The battle between plans and plan participants over the scope and enforceability of subrogation rights has been in play since 2002, when the court first confronted the issue in Great-West Life & Annuity Ins. Co. v. Knudson. The cat-and-mouse game continues as participants and their lawyers try to shield recoveries from the reach of subrogation provisions. Plans respond by drafting subrogation clauses so that they extend as far as the court’s interpretation of “equitable relief” will allow. Typically, such a subrogation clause will attach a “lien by agreement” to any third-party recovery up to the limit of amounts reimbursed by the plan. Such a lien comports with the court’s strictures of “equitable relief” because a “constructive trust” is imposed over some or all of the recovered funds. If the funds exist, they may be attached by court order.

In light of the Montanile decision, the advantage has shifted once again to the plan participant. To thwart the plan’s equitable relief, the participant must only wrest control of the recovered funds and spend them. Poof! According to the court, Congress has left the plan without a remedy. The participant is free to dissipate the funds with impunity.

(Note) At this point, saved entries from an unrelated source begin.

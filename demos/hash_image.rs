use hashgrid::*;
use image::{Rgb, RgbImage};

// Pixels per grid cell.
const CELL: u32 = 4;

fn main() {
    env_logger::init();

    let mut args = std::env::args().skip(1);
    let seed = args.next().and_then(|s| s.parse().ok()).unwrap_or(100);
    let resolution = args.next().and_then(|s| s.parse().ok()).unwrap_or(128);

    let config = HashGridConfig::clamped(seed, resolution, 1.0);
    let grid = HashGrid::new(config);
    let side = config.resolution as u32;

    // Row 0 is v = -resolution / 2, drawn at the bottom.
    let image = RgbImage::from_fn(side * CELL, side * CELL, |x, y| {
        let u = x / CELL;
        let v = side - 1 - y / CELL;
        let hash = grid.hashes()[(v * side + u) as usize];

        let [r, g, b] = instance_color(hash).map(|c| (c * 255.0).round() as u8);
        Rgb([r, g, b])
    });

    let path = format!("hashgrid_{}_{}.png", config.seed, config.resolution);
    match image.save(&path) {
        Ok(()) => println!("Wrote {path}"),
        Err(error) => {
            eprintln!("Failed to write {path}: {error}");
            std::process::exit(1);
        }
    }
}
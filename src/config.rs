//! Validated grid parameters.
//!
//! The hashing kernel trusts its inputs. [`HashGridConfig`] is where
//! user-facing values (e.g. from an inspector or command line) are checked
//! or clamped before they reach it.

use crate::RenderConfig;
use core::ops::RangeInclusive;
use thiserror::Error;

/// Smallest supported grid resolution.
pub const MIN_RESOLUTION: i32 = 1;
/// Largest supported grid resolution.
pub const MAX_RESOLUTION: i32 = 512;
/// Smallest accepted seed.
pub const MIN_SEED: i32 = 0;
/// Largest accepted seed.
pub const MAX_SEED: i32 = 1000;
/// Largest accepted magnitude of the vertical offset.
pub const MAX_VERTICAL_OFFSET: f32 = 2.0;

/// Supported resolutions.
pub const RESOLUTION_RANGE: RangeInclusive<i32> =
    MIN_RESOLUTION..=MAX_RESOLUTION;
/// Accepted seeds.
pub const SEED_RANGE: RangeInclusive<i32> = MIN_SEED..=MAX_SEED;
/// Accepted vertical offsets.
pub const VERTICAL_OFFSET_RANGE: RangeInclusive<f32> =
    -MAX_VERTICAL_OFFSET..=MAX_VERTICAL_OFFSET;

/// A configuration value outside its accepted range.
#[derive(Debug, Clone, PartialEq, Error)]
pub enum ConfigError {
    #[error(
        "resolution {0} is outside {min}..={max}",
        min = MIN_RESOLUTION,
        max = MAX_RESOLUTION
    )]
    Resolution(i32),
    #[error("seed {0} is outside {min}..={max}", min = MIN_SEED, max = MAX_SEED)]
    Seed(i32),
    #[error(
        "vertical offset {0} is outside -{max}..={max}",
        max = MAX_VERTICAL_OFFSET
    )]
    VerticalOffset(f32),
}

/// Parameters of one hash grid.
///
/// `seed` and `resolution` determine the hashes; `vertical_offset` only
/// scales how the renderer displaces instances and never forces a
/// recompute.
///
/// ## Examples
///
/// ```
/// use hashgrid::{ConfigError, HashGridConfig};
///
/// let config = HashGridConfig::new(7, 32, 0.5).unwrap();
/// assert_eq!(config.len(), 1024);
///
/// assert_eq!(
///     HashGridConfig::new(7, 0, 0.5),
///     Err(ConfigError::Resolution(0))
/// );
///
/// // Clamping instead of rejecting.
/// let clamped = HashGridConfig::clamped(7, 9000, 0.5);
/// assert_eq!(clamped.resolution, 512);
/// ```
#[derive(Debug, Clone, Copy, PartialEq)]
#[cfg_attr(feature = "serde", derive(serde::Serialize, serde::Deserialize))]
pub struct HashGridConfig {
    pub seed: i32,
    pub resolution: i32,
    pub vertical_offset: f32,
}

impl Default for HashGridConfig {
    fn default() -> Self {
        Self {
            seed: 100,
            resolution: 16,
            vertical_offset: 1.0,
        }
    }
}

impl HashGridConfig {
    /// Creates a configuration, rejecting out-of-range values.
    pub fn new(
        seed: i32,
        resolution: i32,
        vertical_offset: f32,
    ) -> Result<Self, ConfigError> {
        let config = Self {
            seed,
            resolution,
            vertical_offset,
        };
        config.validate()?;

        Ok(config)
    }

    /// Creates a configuration, clamping every value into its range.
    ///
    /// A `NaN` vertical offset becomes `0.0`.
    pub fn clamped(seed: i32, resolution: i32, vertical_offset: f32) -> Self {
        let config = Self {
            seed: seed.clamp(MIN_SEED, MAX_SEED),
            resolution: resolution.clamp(MIN_RESOLUTION, MAX_RESOLUTION),
            vertical_offset: if vertical_offset.is_nan() {
                0.0
            } else {
                vertical_offset
                    .clamp(-MAX_VERTICAL_OFFSET, MAX_VERTICAL_OFFSET)
            },
        };

        if config.seed != seed {
            log::warn!("Seed {seed} clamped to {}", config.seed);
        }
        if config.resolution != resolution {
            log::warn!(
                "Resolution {resolution} clamped to {}",
                config.resolution
            );
        }
        if config.vertical_offset.to_bits() != vertical_offset.to_bits() {
            log::warn!(
                "Vertical offset {vertical_offset} clamped to {}",
                config.vertical_offset
            );
        }

        config
    }

    /// Checks every value against its accepted range.
    pub fn validate(&self) -> Result<(), ConfigError> {
        if !RESOLUTION_RANGE.contains(&self.resolution) {
            return Err(ConfigError::Resolution(self.resolution));
        }
        if !SEED_RANGE.contains(&self.seed) {
            return Err(ConfigError::Seed(self.seed));
        }
        // `contains()` is false for NaN.
        if !VERTICAL_OFFSET_RANGE.contains(&self.vertical_offset) {
            return Err(ConfigError::VerticalOffset(self.vertical_offset));
        }

        Ok(())
    }

    /// Number of grid cells, `resolution²`.
    pub fn len(&self) -> usize {
        let side = self.resolution.max(0) as usize;
        side * side
    }

    /// `true` only for a non-positive resolution, which never validates.
    pub fn is_empty(&self) -> bool {
        self.len() == 0
    }

    /// The parameters the renderer needs to place instances.
    pub fn render_config(&self) -> RenderConfig {
        RenderConfig::new(self.resolution, self.vertical_offset)
    }

    /// Whether switching from `self` to `other` invalidates the hashes.
    pub fn requires_recompute(&self, other: &Self) -> bool {
        self.seed != other.seed || self.resolution != other.resolution
    }
}
//! Parameters handed to the renderer alongside the hash buffer.
//!
//! A renderer draws one instance per hash and places it by reconstructing
//! the cell from the instance index with the same derivation as
//! [`raw_coordinate()`](crate::raw_coordinate). The helpers here mirror
//! that reconstruction on the CPU.

use crate::raw_coordinate;

/// Per-grid constants for instance placement.
///
/// Packed in the order `[resolution, 1 / resolution, vertical_offset /
/// resolution]` by [`as_array()`](Self::as_array), which is how shaders
/// expect it in a single `float4`/`vec3` uniform.
#[derive(Debug, Clone, Copy, PartialEq)]
#[cfg_attr(feature = "serde", derive(serde::Serialize, serde::Deserialize))]
pub struct RenderConfig {
    /// Grid side length.
    pub resolution: f32,
    /// `1 / resolution`.
    pub inv_resolution: f32,
    /// Vertical offset divided by the resolution.
    pub vertical_scale: f32,
}

impl RenderConfig {
    /// Creates the placement constants for a grid of `resolution` cells
    /// per side and the given `vertical_offset`.
    ///
    /// # Panics
    ///
    /// If `resolution < 1`.
    pub fn new(resolution: i32, vertical_offset: f32) -> Self {
        assert!(
            resolution >= 1,
            "grid resolution must be at least 1, got {resolution}"
        );

        let inv_resolution = 1.0 / resolution as f32;

        Self {
            resolution: resolution as f32,
            inv_resolution,
            vertical_scale: vertical_offset / resolution as f32,
        }
    }

    /// The constants packed as `[resolution, 1 / resolution,
    /// vertical_scale]`.
    pub fn as_array(&self) -> [f32; 3] {
        [self.resolution, self.inv_resolution, self.vertical_scale]
    }

    /// World position of the instance drawn for `index`.
    ///
    /// Cells tile the unit square centered on the origin in the `xz`
    /// plane. `y` is displaced by the hash's top byte, mapped to
    /// `[-0.5, 0.5] × vertical_scale`.
    pub fn instance_position(&self, index: i32, hash: u32) -> [f32; 3] {
        let cell =
            raw_coordinate(index, self.resolution as i32, self.inv_resolution);

        [
            self.inv_resolution * (cell.u as f32 + 0.5) - 0.5,
            self.vertical_scale * ((1.0 / 255.0) * (hash >> 24) as f32 - 0.5),
            self.inv_resolution * (cell.v as f32 + 0.5) - 0.5,
        ]
    }
}

/// Color of the instance drawn for `hash`, from its three low bytes.
///
/// ## Examples
///
/// ```
/// use hashgrid::instance_color;
///
/// assert_eq!(instance_color(0x00FF_0000), [0.0, 0.0, 1.0]);
/// assert_eq!(instance_color(0xAB00_00FF), [1.0, 0.0, 0.0]);
/// ```
pub fn instance_color(hash: u32) -> [f32; 3] {
    [
        (hash & 0xFF) as f32 / 255.0,
        ((hash >> 8) & 0xFF) as f32 / 255.0,
        ((hash >> 16) & 0xFF) as f32 / 255.0,
    ]
}

#[cfg(test)]
mod tests {
    use super::*;

    #[test]
    fn packs_config() {
        let config = RenderConfig::new(16, 1.0);
        assert_eq!(config.as_array(), [16.0, 0.0625, 0.0625]);
    }

    #[test]
    fn positions_tile_unit_square() {
        let config = RenderConfig::new(4, 0.0);

        assert_eq!(config.instance_position(0, 0), [-0.375, 0.0, -0.375]);
        assert_eq!(config.instance_position(3, 0), [0.375, 0.0, -0.375]);
        assert_eq!(config.instance_position(15, 0), [0.375, 0.0, 0.375]);
    }

    #[test]
    fn vertical_displacement_uses_top_byte() {
        let config = RenderConfig::new(2, 2.0);

        let low = config.instance_position(0, 0x00FF_FFFF);
        let high = config.instance_position(0, 0xFF00_0000);

        assert_eq!(low[1], -0.5);
        assert_eq!(high[1], 0.5);
    }

    #[test]
    #[should_panic(expected = "at least 1")]
    fn rejects_empty_grid() {
        RenderConfig::new(0, 1.0);
    }
}
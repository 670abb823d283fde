//! Progress notifications for cascade execution.
//!
//! Events fire at well-defined points: start-of-merge, after intermediate
//! removal, and per published replica. Embedders implement [`ProgressSink`]
//! to surface them; [`LogSink`] emits structured `tracing` records.

use serde::{Deserialize, Serialize};

use crate::types::{NodePath, TreeIndex};

/// A progress notification emitted during cascade or replica work.
#[derive(Debug, Clone, PartialEq, Eq, Serialize, Deserialize)]
#[serde(tag = "event", rename_all = "snake_case")]
pub enum CascadeEvent {
    /// A node is about to invoke the merge operation.
    MergeStarted { tree: TreeIndex, node: NodePath },

    /// A node removed its consumed intermediate inputs after a successful
    /// merge.
    IntermediatesRemoved {
        tree: TreeIndex,
        node: NodePath,
        removed: usize,
    },

    /// One replica of a published artifact was written.
    ReplicaPublished {
        index: usize,
        total: usize,
        basename: String,
    },
}

/// Receives progress events.
pub trait ProgressSink {
    fn publish(&self, event: CascadeEvent);
}

/// A sink that logs every event via `tracing`.
#[derive(Debug, Default, Clone, Copy)]
pub struct LogSink;

impl ProgressSink for LogSink {
    fn publish(&self, event: CascadeEvent) {
        match event {
            CascadeEvent::MergeStarted { tree, node } => {
                tracing::info!(%tree, %node, "start merging node");
            }
            CascadeEvent::IntermediatesRemoved { tree, node, removed } => {
                tracing::info!(%tree, %node, removed, "removed intermediate inputs");
            }
            CascadeEvent::ReplicaPublished {
                index,
                total,
                basename,
            } => {
                tracing::info!(index, total, %basename, "published replica");
            }
        }
    }
}

#[cfg(test)]
pub(crate) mod test_support {
    use super::*;
    use std::sync::Mutex;

    /// Records every published event for assertions.
    #[derive(Debug, Default)]
    pub struct RecordingSink {
        events: Mutex<Vec<CascadeEvent>>,
    }

    impl RecordingSink {
        pub fn events(&self) -> Vec<CascadeEvent> {
            self.events.lock().unwrap().clone()
        }
    }

    impl ProgressSink for RecordingSink {
        fn publish(&self, event: CascadeEvent) {
            self.events.lock().unwrap().push(event);
        }
    }
}

#[cfg(test)]
mod tests {
    use super::*;
    use crate::types::NodePath;

    #[test]
    fn events_serialize_with_a_tag() {
        let event = CascadeEvent::MergeStarted {
            tree: TreeIndex(1),
            node: NodePath::new(vec![0, 2]),
        };
        let json = serde_json::to_value(&event).unwrap();
        assert_eq!(json["event"], "merge_started");
        assert_eq!(json["tree"], 1);

        let parsed: CascadeEvent = serde_json::from_value(json).unwrap();
        assert_eq!(parsed, event);
    }

    #[test]
    fn recording_sink_captures_order() {
        use test_support::RecordingSink;

        let sink = RecordingSink::default();
        sink.publish(CascadeEvent::ReplicaPublished {
            index: 0,
            total: 2,
            basename: "a.0".to_string(),
        });
        sink.publish(CascadeEvent::ReplicaPublished {
            index: 1,
            total: 2,
            basename: "a.1".to_string(),
        });

        let events = sink.events();
        assert_eq!(events.len(), 2);
        assert!(matches!(
            &events[0],
            CascadeEvent::ReplicaPublished { index: 0, .. }
        ));
    }
}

There are strategies available to swing the pendulum back in favor of the plan’s subrogation rights. To do so, existing plan provisions must be carefully reviewed. Language can be added to expand the “lien by agreement” to cover the burden and expense of cajoling the return of the third-party reimbursement or litigating to secure it. These provisions may never be utilized if the third-party recovery is immaterial. However, if the recovery is large, without them, the plan may be left, literally, holding the bag.